▶ **Exercise**:
Check each line of the material for the string "recorded", then give only how many lines have it.

▶ **The data**:
//! Shared SQLite PRAGMA setup
//!
//! Applied to every connection the ledger opens on a database file.

use rusqlite::Connection;

/// WAL checkpoint threshold in pages
pub const WAL_AUTOCHECKPOINT_PAGES: i64 = 1000;

/// Apply optimized PRAGMAs (WAL, NORMAL, MEMORY, mmap, cache, autocheckpoint)
pub fn apply_optimized_pragmas(conn: &Connection) -> rusqlite::Result<()> {
    // In-memory databases stay in "memory" journal mode
    conn.pragma_update(None, "journal_mode", "WAL")?;
    conn.pragma_update(None, "synchronous", "NORMAL")?;
    conn.pragma_update(None, "temp_store", "MEMORY")?;
    conn.pragma_update(None, "mmap_size", 268_435_456i64)?;
    conn.pragma_update(None, "cache_size", -64_000i64)?;
    conn.pragma_update(None, "wal_autocheckpoint", WAL_AUTOCHECKPOINT_PAGES)?;
    conn.busy_timeout(std::time::Duration::from_secs(5))?;

    Ok(())
}

#[cfg(test)]
mod tests {
    use super::*;
    use tempfile::tempdir;

    #[test]
    fn test_pragmas_on_file_database() {
        let dir = tempdir().unwrap();
        let conn = Connection::open(dir.path().join("pragma.db")).unwrap();
        apply_optimized_pragmas(&conn).unwrap();

        let journal_mode: String = conn
            .query_row("PRAGMA journal_mode", [], |row| row.get(0))
            .unwrap();
        assert_eq!(journal_mode.to_lowercase(), "wal");

        let checkpoint: i64 = conn
            .query_row("PRAGMA wal_autocheckpoint", [], |row| row.get(0))
            .unwrap();
        assert_eq!(checkpoint, WAL_AUTOCHECKPOINT_PAGES);
    }

    #[test]
    fn test_pragmas_on_memory_database() {
        let conn = Connection::open_in_memory().unwrap();
        apply_optimized_pragmas(&conn).unwrap();
    }
}
//! Pending alias reconciliation
//!
//! Rows recorded under an alias stay in `pending_offsets` until some
//! `AliasResolver` knows the identity behind it. A reconciliation pass then
//! promotes them into `offsets` using the same merge rule as a flush.

use super::db::OffsetStore;
use crate::Result;
use async_trait::async_trait;
use std::sync::Arc;
use tokio::sync::watch;
use tokio::time::{interval, Duration, MissedTickBehavior};

/// Maps a pre-resolution alias to its canonical identity
#[async_trait]
pub trait AliasResolver: Send + Sync {
    async fn resolve(&self, fsm_alias: &str) -> Result<Option<String>>;
}

/// Resolves aliases through the store's recorded alias bindings
pub struct StoreAliasResolver {
    store: Arc<dyn OffsetStore>,
}

impl StoreAliasResolver {
    pub fn new(store: Arc<dyn OffsetStore>) -> Self {
        Self { store }
    }
}

#[async_trait]
impl AliasResolver for StoreAliasResolver {
    async fn resolve(&self, fsm_alias: &str) -> Result<Option<String>> {
        self.store.lookup_alias(fsm_alias).await
    }
}

#[derive(Debug, Clone, Default, PartialEq, Eq)]
pub struct ReconcileReport {
    /// Aliases that had pending rows at the start of the pass
    pub scanned: usize,
    /// Aliases whose rows were promoted
    pub resolved: usize,
    /// Rows moved into `offsets`
    pub rows_moved: usize,
}

/// Promote every pending alias the resolver can resolve.
///
/// A failure on one alias is logged and the pass moves on; only failing to
/// list the pending aliases aborts it.
pub async fn reconcile_pending(
    store: &dyn OffsetStore,
    resolver: &dyn AliasResolver,
) -> Result<ReconcileReport> {
    let aliases = store.pending_aliases().await?;
    let mut report = ReconcileReport {
        scanned: aliases.len(),
        ..Default::default()
    };

    for alias in aliases {
        let fsm_id = match resolver.resolve(&alias).await {
            Ok(Some(fsm_id)) if !fsm_id.is_empty() => fsm_id,
            Ok(_) => continue,
            Err(e) => {
                log::warn!("⚠️  Could not resolve alias {}: {}", alias, e);
                continue;
            }
        };

        match store.promote_pending(&alias, &fsm_id).await {
            Ok(moved) => {
                log::debug!("🔗 Promoted {} pending rows: {} → {}", moved, alias, fsm_id);
                report.resolved += 1;
                report.rows_moved += moved;
            }
            Err(e) => {
                log::error!("❌ Failed to promote pending rows for {}: {}", alias, e);
            }
        }
    }

    Ok(report)
}

/// Reconciliation task
///
/// Runs a pass every `reconcile_interval` until `shutdown` fires.
pub async fn run_reconcile_loop(
    store: Arc<dyn OffsetStore>,
    resolver: Arc<dyn AliasResolver>,
    reconcile_interval: Duration,
    mut shutdown: watch::Receiver<bool>,
) {
    log::info!("🔗 Starting alias reconciler (interval: {:?})", reconcile_interval);

    let mut timer = interval(reconcile_interval);
    timer.set_missed_tick_behavior(MissedTickBehavior::Delay);

    loop {
        tokio::select! {
            _ = timer.tick() => {
                match reconcile_pending(store.as_ref(), resolver.as_ref()).await {
                    Ok(report) if report.resolved > 0 => {
                        log::info!(
                            "✅ Reconciled {}/{} pending aliases ({} rows)",
                            report.resolved,
                            report.scanned,
                            report.rows_moved
                        );
                    }
                    Ok(_) => {}
                    Err(e) => log::error!("❌ Reconciliation pass failed: {}", e),
                }
            }
            changed = shutdown.changed() => {
                if changed.is_err() || *shutdown.borrow() {
                    break;
                }
            }
        }
    }

    log::info!("🛑 Alias reconciler stopped");
}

▶ **The completed task**:
2